Reporter's notes: Talk to USAC or FCC people about how they catch the carriers spending money in ways that don't serve the program goals. Unless the paperwork is bad, they don't even look hard for fraud.

Getting the USAC/NECA Information Public
These are foxes guarding the chicken coop, with the majority of their board members representing carriers that collect subsidies. Of course they overpay. These secretive bodies determine how to allocate $billions every year but it's almost impossible to get enough information to identify waste. Both USAC and NECA should follow the rules of the Freedom of Information Act. The non-profit side of NECA, which plays a huge role in determine subsidy levels, needs to be split from the for-profit subsidiary that sells servies to the carriers getting subsidies. This is an extreme conflict of interest. Rumor is that the NECA officers make out like bandits but I can't get the data.
Reporter's thought: Just try to get the information you need from either organization. USAC currently is at least trying but far too much is considered "confidential." NECA is generally inpenetrable.


Monopoly-like Backhaul Pricing
2-4% of the U.S. has only one or two backhaul connections and they often gouge. This includes a very high percentage of the "unserved" and poorly served territories. The normal rate is $5-15/megabit, but time and again at the Broadband Workshops we heard of prices of $100 & $200. We also heard that the FCC has the authority they need to fix this obvious market failure. Mark Cooper testified in 2009 there's enough of a record that the FCC could move on this immediately, not wait for the other parts of the special access proceeding.
   
    High backhaul costs often are far more significant than problems of rural distances and densities. The broadband planners estimated it was 30-40% of the total problem.

Reporter's test: This would be a major part of the proposal if included. You can infer it's absence if they set aside funds for broadband operating expenses beyond initial construction costs.

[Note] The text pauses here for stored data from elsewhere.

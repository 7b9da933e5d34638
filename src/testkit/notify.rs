//! Recording notifier for asserting on emitted events.

use parking_lot::Mutex;
use std::sync::Arc;

use crate::port::notifier::{Event, Notifier};

/// Captures every event it receives.
#[derive(Default)]
pub struct RecordingNotifier {
    events: Arc<Mutex<Vec<Event>>>,
}

impl RecordingNotifier {
    #[must_use]
    pub fn new() -> Self {
        Self::default()
    }

    /// Shared handle to the captured events, usable after the notifier is
    /// boxed into a registry.
    #[must_use]
    pub fn events_handle(&self) -> Arc<Mutex<Vec<Event>>> {
        self.events.clone()
    }
}

impl Notifier for RecordingNotifier {
    fn notify(&self, event: Event) {
        self.events.lock().push(event);
    }
}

Overpaying for Broadband because of duopoly/monopoly pricing of the service for each customer.
Also huge. AT&T & Verizon happily and profitably sold DSL for years at $15/month but with only cable competition have raised it to as much as $30 for slow, back of the bus service. That's because they can, not because of real costs. Many (not all) broadband costs in Europe are 30-60% lower than the U.S. duopoly.

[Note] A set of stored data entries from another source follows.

// ABOUTME: Host alias configuration sources.
// ABOUTME: Defines the AliasResolver seam and the OpenSSH config file reader behind it.

mod ssh_config;

pub use ssh_config::SshConfig;

/// Attribute names consumed when resolving an alias.
pub mod keys {
    pub const HOSTNAME: &str = "Hostname";
    pub const PORT: &str = "Port";
    pub const USER: &str = "User";
    pub const IDENTITY_FILE: &str = "IdentityFile";
    pub const CONNECT_TIMEOUT: &str = "ConnectTimeout";
    pub const ADDRESS_FAMILY: &str = "AddressFamily";
    pub const PROXY_JUMP: &str = "ProxyJump";
}

/// Supplies per-alias host attributes.
///
/// Keys are matched case-insensitively. An empty value is treated the same
/// as an absent one.
pub trait AliasResolver: Send + Sync {
    /// First configured value of `key` for `alias`, if any.
    fn get(&self, alias: &str, key: &str) -> Option<String>;

    /// Every configured value of `key` for `alias`, in configuration order.
    fn get_all(&self, alias: &str, key: &str) -> Vec<String>;
}
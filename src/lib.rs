// ABOUTME: Library root for hopssh - SSH through jump-host chains plus local port forwarding.
// ABOUTME: Exposes alias configuration, connection building, and the forwarding engine.

pub mod config;
pub mod error;
pub mod ssh;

    If the government demanded a wholesale price for the millions of lines they hope to subsidize under lifeline, it should come to $15-20. That provides a normal 40% margin for carriers. Demanding more is for poverty pimps.

    I calculated that not overpaying for broadband would double the number of people you could help with a given amount of lifeline subsidy.

Reporter's note: Lifeline broadband was separated into another proceeding coming in a couple of months, but any money wasted will in the Feb 8 proposals is less money for the poor. My guess is they will cover less than a quarter of the cost of the actual affordability gap.